> Required work:
Take every line containing "Outbound" out of the records.

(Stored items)
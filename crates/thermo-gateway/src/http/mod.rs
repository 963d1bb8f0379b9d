//! HTTP surface: REST handlers and router assembly.

pub mod handlers;
pub mod routes;

pub use routes::{router, AppState};
//! Wire frames pushed to live subscribers.
//!
//! Clients are receive-only; the single frame shape is
//! `{"type": "data", "data": Snapshot}`, used both as the welcome
//! message and for every broadcast.

use crate::domain::model::Snapshot;
use serde::Serialize;

/// Outbound data frame carrying a full snapshot.
#[derive(Debug, Serialize)]
pub struct DataFrame<'a> {
    #[serde(rename = "type")]
    pub kind: &'static str,
    pub data: &'a Snapshot,
}

impl<'a> DataFrame<'a> {
    pub fn new(snapshot: &'a Snapshot) -> Self {
        Self {
            kind: "data",
            data: snapshot,
        }
    }

    /// Serialize once; the resulting text is shared across subscribers.
    pub fn to_text(&self) -> String {
        // Snapshot contains only JSON-safe values; serialization cannot fail.
        serde_json::to_string(self).unwrap_or_else(|_| String::from("{\"type\":\"data\"}"))
    }
}

#[cfg(test)]
mod tests {
    use super::*;
    use crate::domain::model::Summary;

    #[test]
    fn test_frame_shape() {
        let snapshot = Snapshot {
            summary: Summary::empty(),
            list: vec![],
        };
        let text = DataFrame::new(&snapshot).to_text();
        let value: serde_json::Value = serde_json::from_str(&text).unwrap();
        assert_eq!(value["type"], "data");
        assert_eq!(value["data"]["summary"]["count"], 0);
        assert_eq!(value["data"]["summary"]["average"], "0.00");
        assert!(value["data"]["list"].as_array().unwrap().is_empty());
    }
}
//! Error taxonomy for the gateway.
//!
//! `ApiError` is the handler-facing taxonomy and maps directly to HTTP
//! status codes. Notification-path failures never become `ApiError`;
//! they are logged and swallowed inside the notifier.

use axum::http::StatusCode;
use axum::response::{IntoResponse, Response};
use axum::Json;
use serde_json::json;

/// Handler-level error, rendered as `{message, data: null}` JSON.
#[derive(Debug, thiserror::Error)]
pub enum ApiError {
    /// Missing or malformed input (400)
    #[error("validation failed: {0}")]
    Validation(String),

    /// No row matches the requested id (404)
    #[error("data not found")]
    NotFound,

    /// Query or transaction failure (500)
    #[error("storage error: {0}")]
    Storage(String),
}

impl ApiError {
    /// Validation failure with a field-level detail message.
    pub fn validation(detail: impl Into<String>) -> Self {
        Self::Validation(detail.into())
    }

    /// HTTP status for this error
    pub fn status(&self) -> StatusCode {
        match self {
            Self::Validation(_) => StatusCode::BAD_REQUEST,
            Self::NotFound => StatusCode::NOT_FOUND,
            Self::Storage(_) => StatusCode::INTERNAL_SERVER_ERROR,
        }
    }

    /// Client-facing message for the response envelope
    fn message(&self) -> &'static str {
        match self {
            Self::Validation(_) => "Invalid request",
            Self::NotFound => "Data not found",
            Self::Storage(_) => "Server Error",
        }
    }

    /// Render as a JSON response. Error detail is attached only when
    /// `expose_detail` is set (non-production mode).
    pub fn into_response_with(self, expose_detail: bool) -> Response {
        let body = if expose_detail {
            json!({
                "message": self.message(),
                "data": null,
                "error": self.to_string(),
            })
        } else {
            json!({
                "message": self.message(),
                "data": null,
            })
        };
        (self.status(), Json(body)).into_response()
    }
}

// Default rendering hides detail; handlers that know the configured
// mode call `into_response_with` through the shared state instead.
impl IntoResponse for ApiError {
    fn into_response(self) -> Response {
        self.into_response_with(false)
    }
}

impl From<sqlx::Error> for ApiError {
    fn from(e: sqlx::Error) -> Self {
        match e {
            sqlx::Error::RowNotFound => Self::NotFound,
            other => Self::Storage(other.to_string()),
        }
    }
}

/// Result type for API operations
pub type ApiResult<T> = Result<T, ApiError>;

/// Gateway-level errors (startup and wiring, not HTTP)
#[derive(Debug, thiserror::Error)]
pub enum GatewayError {
    /// Configuration error
    #[error("configuration error: {0}")]
    Config(String),

    /// Server socket bind error
    #[error("server bind error: {0}")]
    Bind(String),
}

#[cfg(test)]
mod tests {
    use super::*;

    #[test]
    fn test_status_mapping() {
        assert_eq!(
            ApiError::validation("city is required").status(),
            StatusCode::BAD_REQUEST
        );
        assert_eq!(ApiError::NotFound.status(), StatusCode::NOT_FOUND);
        assert_eq!(
            ApiError::Storage("pool timed out".into()).status(),
            StatusCode::INTERNAL_SERVER_ERROR
        );
    }

    #[test]
    fn test_row_not_found_maps_to_404() {
        let err: ApiError = sqlx::Error::RowNotFound.into();
        assert!(matches!(err, ApiError::NotFound));
    }

    #[test]
    fn test_messages_are_stable() {
        assert_eq!(ApiError::NotFound.message(), "Data not found");
        assert_eq!(ApiError::Storage("x".into()).message(), "Server Error");
    }
}
//! Live subscriber registry.
//!
//! Tracks the set of open WebSocket connections. Broadcasts iterate a
//! stable copy of the set taken at broadcast start, so registration and
//! removal may proceed concurrently. A connection whose send fails is
//! unregistered on the spot and never blocks delivery to the rest.

use axum::extract::ws::Message;
use dashmap::DashMap;
use std::fmt;
use tokio::sync::mpsc;
use tracing::{debug, warn};
use uuid::Uuid;

/// Identity of one live connection
#[derive(Debug, Clone, Copy, PartialEq, Eq, Hash)]
pub struct ConnectionId(Uuid);

impl ConnectionId {
    pub fn new() -> Self {
        Self(Uuid::new_v4())
    }
}

impl Default for ConnectionId {
    fn default() -> Self {
        Self::new()
    }
}

impl fmt::Display for ConnectionId {
    fn fmt(&self, f: &mut fmt::Formatter<'_>) -> fmt::Result {
        self.0.fmt(f)
    }
}

/// Outbound queue feeding one connection's writer task. Unbounded: the
/// writer drains continuously and a closed connection is pruned on the
/// first failed send.
pub type SubscriberSender = mpsc::UnboundedSender<Message>;

/// Registry of open live connections.
#[derive(Default)]
pub struct SubscriberRegistry {
    subscribers: DashMap<ConnectionId, SubscriberSender>,
}

impl SubscriberRegistry {
    pub fn new() -> Self {
        Self {
            subscribers: DashMap::new(),
        }
    }

    /// Add a connection to the open set.
    pub fn register(&self, id: ConnectionId, sender: SubscriberSender) {
        self.subscribers.insert(id, sender);
        debug!(connection_id = %id, subscribers = self.len(), "registered live subscriber");
    }

    /// Remove a connection. Idempotent; safe on an already-removed id.
    pub fn unregister(&self, id: &ConnectionId) {
        if self.subscribers.remove(id).is_some() {
            debug!(connection_id = %id, subscribers = self.len(), "unregistered live subscriber");
        }
    }

    /// Send a frame to a single connection. Failure unregisters it.
    pub fn send_to(&self, id: &ConnectionId, text: String) -> bool {
        let Some(sender) = self.subscribers.get(id).map(|s| s.clone()) else {
            return false;
        };
        if sender.send(Message::Text(text)).is_err() {
            warn!(connection_id = %id, "subscriber channel closed, removing");
            self.unregister(id);
            return false;
        }
        true
    }

    /// Deliver one frame to every currently-registered connection.
    ///
    /// Operates over a snapshot of the subscriber set taken here; a
    /// failed send removes that connection and the loop continues.
    pub fn broadcast_all(&self, text: &str) -> usize {
        let targets: Vec<(ConnectionId, SubscriberSender)> = self
            .subscribers
            .iter()
            .map(|entry| (*entry.key(), entry.value().clone()))
            .collect();

        let mut delivered = 0;
        for (id, sender) in targets {
            if sender.send(Message::Text(text.to_owned())).is_err() {
                warn!(connection_id = %id, "broadcast send failed, removing subscriber");
                self.unregister(&id);
            } else {
                delivered += 1;
            }
        }

        debug!(delivered, "broadcast complete");
        delivered
    }

    /// Number of registered connections
    pub fn len(&self) -> usize {
        self.subscribers.len()
    }

    /// True when no connections are registered
    pub fn is_empty(&self) -> bool {
        self.subscribers.is_empty()
    }
}

#[cfg(test)]
mod tests {
    use super::*;

    #[test]
    fn test_register_unregister_idempotent() {
        let registry = SubscriberRegistry::new();
        let id = ConnectionId::new();
        let (tx, _rx) = mpsc::unbounded_channel();

        registry.register(id, tx);
        assert_eq!(registry.len(), 1);

        registry.unregister(&id);
        registry.unregister(&id);
        assert!(registry.is_empty());
    }

    #[tokio::test]
    async fn test_broadcast_reaches_all_open() {
        let registry = SubscriberRegistry::new();
        let (tx_a, mut rx_a) = mpsc::unbounded_channel();
        let (tx_b, mut rx_b) = mpsc::unbounded_channel();
        registry.register(ConnectionId::new(), tx_a);
        registry.register(ConnectionId::new(), tx_b);

        let delivered = registry.broadcast_all("{\"type\":\"data\"}");
        assert_eq!(delivered, 2);
        assert!(matches!(rx_a.recv().await, Some(Message::Text(_))));
        assert!(matches!(rx_b.recv().await, Some(Message::Text(_))));
    }

    #[tokio::test]
    async fn test_dead_subscriber_pruned_others_still_receive() {
        let registry = SubscriberRegistry::new();

        let dead_id = ConnectionId::new();
        let (tx_dead, rx_dead) = mpsc::unbounded_channel();
        drop(rx_dead); // Connection already gone
        registry.register(dead_id, tx_dead);

        let (tx_live, mut rx_live) = mpsc::unbounded_channel();
        registry.register(ConnectionId::new(), tx_live);

        let delivered = registry.broadcast_all("frame");
        assert_eq!(delivered, 1);
        assert_eq!(registry.len(), 1);
        assert!(matches!(rx_live.recv().await, Some(Message::Text(_))));
    }

    #[test]
    fn test_send_to_missing_connection() {
        let registry = SubscriberRegistry::new();
        assert!(!registry.send_to(&ConnectionId::new(), "frame".into()));
    }
}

> Result:
/// Outbound data frame carrying a full snapshot.
/// Outbound queue feeding one connection's writer task. Unbounded: the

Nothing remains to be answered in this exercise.